Broadcast feed: Availability; Launched; Type; Broadcast language(s); Closed/replaced
Asia: Indonesia; 2 April 2004 (Playhouse Disney); 11 July 2011 (Disney Junior); Television channel; English, Indonesian, Malay, Thai, Vietnamese (voice over); 1 October 2021
Singapore: 15 May 2004 (Playhouse Disney); 11 July 2011 (Disney Junior); 1 June 2020
Malaysia: 3 July 2004 (Playhouse Disney); 11 July 2011 (Disney Junior); 1 January 2021
Brunei: 8 August 2004 (Playhouse Disney); 11 July 2011 (Disney Junior)
Thailand: 20 January 2005 (Playhouse Disney); 11 July 2011 (Disney Junior); 1 October 2021
Vietnam: 3 May 2005 (Playhouse Disney); 11 July 2011 (Disney Junior)
Cambodia: 20 June 2005 (Playhouse Disney); 11 July 2011 (Disney Junior)
Philippines: 3 December 2005 (Playhouse Disney); 11 July 2011 (Disney Junior)
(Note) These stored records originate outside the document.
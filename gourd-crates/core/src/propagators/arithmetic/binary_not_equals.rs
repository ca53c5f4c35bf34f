use crate::basic_types::ModelError;
use crate::basic_types::PropagationStatus;
use crate::engine::variables::DomainId;
use crate::propagation::DomainEvents;
use crate::propagation::Domains;
use crate::propagation::LocalId;
use crate::propagation::Priority;
use crate::propagation::PropagationContext;
use crate::propagation::Propagator;
use crate::propagation::PropagatorConstructor;
use crate::propagation::PropagatorConstructorContext;
use crate::propagation::ReadDomains;

/// The [`PropagatorConstructor`] for the [`BinaryNotEqualsPropagator`].
#[derive(Clone, Debug)]
pub struct BinaryNotEqualsPropagatorArgs {
    pub a: DomainId,
    pub b: DomainId,
    pub offset: i32,
}

impl PropagatorConstructor for BinaryNotEqualsPropagatorArgs {
    type PropagatorImpl = BinaryNotEqualsPropagator;

    fn create(
        self,
        mut context: PropagatorConstructorContext,
    ) -> Result<Self::PropagatorImpl, ModelError> {
        let BinaryNotEqualsPropagatorArgs { a, b, offset } = self;

        // We only care about the case where one of the two is assigned
        context.register(a, DomainEvents::ASSIGN, LocalId::from(0));
        context.register(b, DomainEvents::ASSIGN, LocalId::from(1));

        Ok(BinaryNotEqualsPropagator { a, b, offset })
    }
}

/// Propagator for the constraint `a != b + offset`.
#[derive(Clone, Debug)]
pub struct BinaryNotEqualsPropagator {
    a: DomainId,
    b: DomainId,
    offset: i32,
}

impl Propagator for BinaryNotEqualsPropagator {
    fn name(&self) -> &str {
        "BinaryNotEq"
    }

    fn priority(&self) -> Priority {
        Priority::High
    }

    fn is_idempotent(&self) -> bool {
        true
    }

    fn propagate(&mut self, mut context: PropagationContext) -> PropagationStatus {
        // Removing the value of a fixed variable from the other domain cannot fix the other
        // variable to a value which has to be removed from the first one, so one pass suffices.
        if let Some(value) = context.fixed_value(self.a) {
            let _ = context.remove_value(self.b, value - self.offset)?;
        }
        if let Some(value) = context.fixed_value(self.b) {
            let _ = context.remove_value(self.a, value + self.offset)?;
        }

        Ok(())
    }

    fn is_satisfied(&self, tuple: &[i32]) -> bool {
        tuple[0] != tuple[1] + self.offset
    }

    fn is_entailed(&self, domains: Domains) -> Option<bool> {
        let a_lb = domains.lower_bound(self.a);
        let a_ub = domains.upper_bound(self.a);
        let b_lb = domains.lower_bound(self.b) + self.offset;
        let b_ub = domains.upper_bound(self.b) + self.offset;

        if a_ub < b_lb || b_ub < a_lb {
            return Some(true);
        }

        match (domains.fixed_value(self.a), domains.fixed_value(self.b)) {
            (Some(a), Some(b)) => Some(a != b + self.offset),
            (Some(a), None) => (!domains.contains(self.b, a - self.offset)).then_some(true),
            (None, Some(b)) => (!domains.contains(self.a, b + self.offset)).then_some(true),
            (None, None) => None,
        }
    }
}

#[cfg(test)]
mod tests {
    use super::*;
    use crate::engine::test_solver::TestSolver;

    #[test]
    fn detects_conflict() {
        let mut solver = TestSolver::default();
        let a = solver.new_variable(0, 0);
        let b = solver.new_variable(0, 0);

        let _ = solver
            .new_propagator(BinaryNotEqualsPropagatorArgs { a, b, offset: 0 })
            .expect_err("Expected conflict to be detected");
    }

    #[test]
    fn propagate_when_one_is_fixed() {
        let mut solver = TestSolver::default();
        let a = solver.new_variable(3, 3);
        let b = solver.new_variable(0, 5);

        let _ = solver
            .new_propagator(BinaryNotEqualsPropagatorArgs { a, b, offset: 1 })
            .expect("no conflict");

        assert!(!solver.contains(b, 2));
        assert_eq!(5, solver.size(b));
    }

    #[test]
    fn propagates_on_assignment() {
        let mut solver = TestSolver::default();
        let a = solver.new_variable(0, 5);
        let b = solver.new_variable(0, 5);
        let handle = solver
            .new_propagator(BinaryNotEqualsPropagatorArgs { a, b, offset: 0 })
            .expect("no conflict");
        assert_eq!(None, solver.state.is_entailed(handle));

        solver.assign(b, 4).expect("no conflict");

        assert!(!solver.contains(a, 4));
        assert_eq!(Some(true), solver.state.is_entailed(handle));
    }

    #[test]
    fn disjoint_domains_are_entailed() {
        let mut solver = TestSolver::default();
        let a = solver.new_variable(0, 2);
        let b = solver.new_variable(5, 8);
        let handle = solver
            .new_propagator(BinaryNotEqualsPropagatorArgs { a, b, offset: 0 })
            .expect("no conflict");

        assert_eq!(Some(true), solver.state.is_entailed(handle));
        assert!(!solver.state.is_active(handle.propagator_id()));
    }
}
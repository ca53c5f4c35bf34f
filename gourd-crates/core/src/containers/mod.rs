//! Containers used throughout the engine.
mod keyed_vec;

use fnv::FnvBuildHasher;
pub use keyed_vec::*;

/// [`std::collections::HashMap`] that defaults to a deterministic hasher.
#[allow(clippy::disallowed_types, reason = "this is how we define our HashMap")]
pub type HashMap<K, V, Hasher = FnvBuildHasher> = std::collections::HashMap<K, V, Hasher>;
/// [`std::collections::HashSet`] that defaults to a deterministic hasher.
#[allow(clippy::disallowed_types, reason = "this is how we define our HashSet")]
pub type HashSet<K, Hasher = FnvBuildHasher> = std::collections::HashSet<K, Hasher>;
Papua New Guinea: 11 July 2011
Myanmar
Bangladesh: 11 May 2016
Multiple Asian markets: January 20, 2000 (Playhouse Disney); 11 July 2011 (Disney Junior); Programming block on Disney Channel; Multiple; 31 July 2018
Hong Kong: 2 April 2004 (Playhouse Disney); 11 July 2011 (Disney Junior); Television channel; Cantonese, English; 1 October 2021
Taiwan: 3 September 2004 (Playhouse Disney); 1 September 2011 (Disney Junior); Programming block on Disney Channel Taiwan; Taiwanese Mandarin, English; 31 December 2021

==Disney Junior Magazine Philippines==
Disney Junior Magazine Philippines (known as Disney Junior Magazine and originally known as Playhouse Disney Magazine Philippines) was an educational magazine published in the Philippines by Summit Media in collaboration with The Walt Disney Company Southeast Asia.